The effects of these experiences stretch well beyond her own artwork into the way she understands her place in the Antioch community. She sees her role as the creative director as similar to her relationship to nature. She wants to be an organic part of the community rather than somebody working as an isolated individual. Her work as a curator at the Herndon is very collaborative, she said.
“We have a democratic process for how we select what might be interesting for shows,” a process that involves the Arts at Antioch Committee, which is comprised of student gallery assistants and volunteers, arts faculty, interested staff and others from the Yellow Springs community.
Although Wenker has only been at the Herndon for a short time, she’s already excited about several possibilities for future shows.
“I would love for more of the art to happen out there,” she said, gesturing toward her window that opens onto the horseshoe connecting three of the most active buildings on campus.
She is particularly interested in giving a voice to “quieter things” that may fall outside of what is generally considered to be fine art, including possibly reprising one of her shows that has already seen several incarnations, “Outsiders: An Exhibition of Work by ‘Nonhuman’ Others.” The show features found works created by “wasps, bees and birds,” among others, in part as an effort to bring anthropocentrism in art into question.
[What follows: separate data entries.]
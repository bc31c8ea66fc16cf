use std::collections::HashSet;

use serde::{Deserialize, Serialize};
use tracing::debug;

/// Extensions offered by the upload picker; dropped files are not filtered
pub const ACCEPTED_EXTENSIONS: &[&str] = &[
    ".stl", ".step", ".stp", ".iges", ".igs", ".3mf", ".obj", ".pdf",
];

/// Advertised upload ceiling, bytes
pub const MAX_UPLOAD_BYTES: u64 = 500 * 1024 * 1024;

/// File reference attached to a lead (content travels separately)
#[derive(Debug, Clone, PartialEq, Eq, Serialize, Deserialize)]
pub struct LeadFile {
    pub name: String,
    pub size: u64,
}

/// Human-readable size: bytes below 1 KB, then KB and MB with one decimal
pub fn bytes_to_nice(n: u64) -> String {
    if n < 1024 {
        format!("{} B", n)
    } else if n < 1_048_576 {
        format!("{:.1} KB", n as f64 / 1024.0)
    } else {
        format!("{:.1} MB", n as f64 / 1_048_576.0)
    }
}

/// Append incoming files, skipping `(name, size)` repeats
pub fn merge_files(existing: &[LeadFile], incoming: &[LeadFile]) -> Vec<LeadFile> {
    let mut seen: HashSet<(String, u64)> = existing
        .iter()
        .map(|f| (f.name.clone(), f.size))
        .collect();

    let mut merged = existing.to_vec();
    for file in incoming {
        if seen.insert((file.name.clone(), file.size)) {
            merged.push(file.clone());
        } else {
            debug!(file = %file.name, size = file.size, "Skipping repeated file");
        }
    }
    merged
}
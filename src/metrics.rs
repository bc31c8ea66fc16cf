use metrics::{counter, describe_counter, describe_gauge, gauge};
use metrics_exporter_prometheus::{PrometheusBuilder, PrometheusHandle};

/// Initialize Prometheus metrics exporter
pub fn init_metrics() -> anyhow::Result<PrometheusHandle> {
    let handle = PrometheusBuilder::new().install_recorder()?;

    init_metric_descriptions();

    Ok(handle)
}

/// Initialize metric descriptions (can be called multiple times safely)
fn init_metric_descriptions() {
    describe_counter!(
        "zipper_catalog_refresh_total",
        "Material catalog refreshes by source (feed or fallback)"
    );
    describe_gauge!(
        "zipper_catalog_materials",
        "Number of materials in the current catalog snapshot"
    );
    describe_counter!("zipper_estimates_total", "Price estimates by formula branch");
    describe_counter!("zipper_leads_total", "Lead submissions by type and outcome");
    describe_counter!(
        "zipper_lead_forward_total",
        "Leads forwarded to the CRM endpoint by outcome"
    );
    describe_gauge!("zipper_site_info", "Service version information");

    gauge!("zipper_site_info", "version" => env!("CARGO_PKG_VERSION")).set(1.0);
}

/// Record a catalog refresh
pub fn record_catalog_refresh(source: &str, materials: usize) {
    counter!("zipper_catalog_refresh_total", "source" => source.to_string()).increment(1);
    gauge!("zipper_catalog_materials").set(materials as f64);
}

/// Record a price estimate
pub fn record_estimate(branch: &str) {
    counter!("zipper_estimates_total", "branch" => branch.to_string()).increment(1);
}

/// Record a lead accepted or rejected by the form checks
pub fn record_lead(lead_type: &str, outcome: &str) {
    counter!(
        "zipper_leads_total",
        "type" => lead_type.to_string(),
        "outcome" => outcome.to_string(),
    )
    .increment(1);
}

/// Record the result of forwarding a lead
pub fn record_lead_forward(outcome: &str) {
    counter!("zipper_lead_forward_total", "outcome" => outcome.to_string()).increment(1);
}
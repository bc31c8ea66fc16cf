use clap::{Parser, Subcommand};
use std::path::PathBuf;

use zipper_site::pricing::QualityTier;

#[derive(Parser, Debug)]
#[command(name = "zipper", version, about = "3D ZIPPER landing-site backend")]
pub struct Cli {
    /// Configuration file path
    #[arg(short, long, default_value = "config.toml", global = true)]
    pub config: PathBuf,

    #[command(subcommand)]
    pub command: Option<Commands>,
}

#[derive(Subcommand, Debug, Clone)]
pub enum Commands {
    /// Start the site backend (default)
    Start,

    /// Test configuration file validity
    Test,

    /// Configuration management commands
    Config {
        #[command(subcommand)]
        action: ConfigCommands,
    },

    /// Fetch the material catalog and print it
    Materials {
        /// Skip the spreadsheet and print the built-in list
        #[arg(long)]
        fallback: bool,
    },

    /// Estimate a print price from the command line
    Estimate {
        /// Model volume in cm³
        #[arg(short, long)]
        volume: f64,

        /// Material name as shown in the catalog
        #[arg(short, long)]
        material: String,

        /// Quality tier: draft, std or hd
        #[arg(short, long, default_value = "std")]
        quality: QualityTier,
    },

    /// Show version information
    Version,
}

#[derive(Subcommand, Debug, Clone)]
pub enum ConfigCommands {
    /// Display the effective configuration
    Show,

    /// Validate configuration file
    Validate,
}

impl Cli {
    /// Get the command to execute, defaulting to Start if none provided
    pub fn get_command(&self) -> Commands {
        self.command.clone().unwrap_or(Commands::Start)
    }
}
This time she would like to see it as an invitational that might include Glen Helen as a part of the exhibition.
She would also like to host shows that would align with Antioch’s curriculum outside the arts, possibly including politically oriented shows. Drawing on inspiration she found while teaching conceptual drawing at the University of Cincinnati, she has recently been interested in conceptual mapping and would like to bring those ideas into the Herndon. She is fascinated by the beauty of internet search mapping, a process that makes visible for anyone connections between internet sites that would otherwise remain unseen. This kind of conceptual mapping, she said, has been applied in a number of other ways, and can be used to visualize connections as diverse as links between political figures and the chronology of interpersonal relationships.
Her enthusiasm is not limited to her work in the Herndon Gallery, however. Wenker said she has found the atmosphere all over Antioch exciting and energizing.
“I would have gone to college here if I had known about it,” she said.
Wenker noted that people on campus seem more optimistic than she had been expecting given how busy Antioch has been during the past three years working toward accreditation. She speculated that the excitement is a result of the recent good news concerning the college’s candidacy for accreditation. She described the mood surrounding the community meeting on Tuesday, June 8, during which she was introduced to the community, as light and buoyant, and said she loves Antioch already. She feels excited to have begun working at Antioch at such a positive time in the college’s history.
*Jenn Wheeler is an Antioch College co-op student.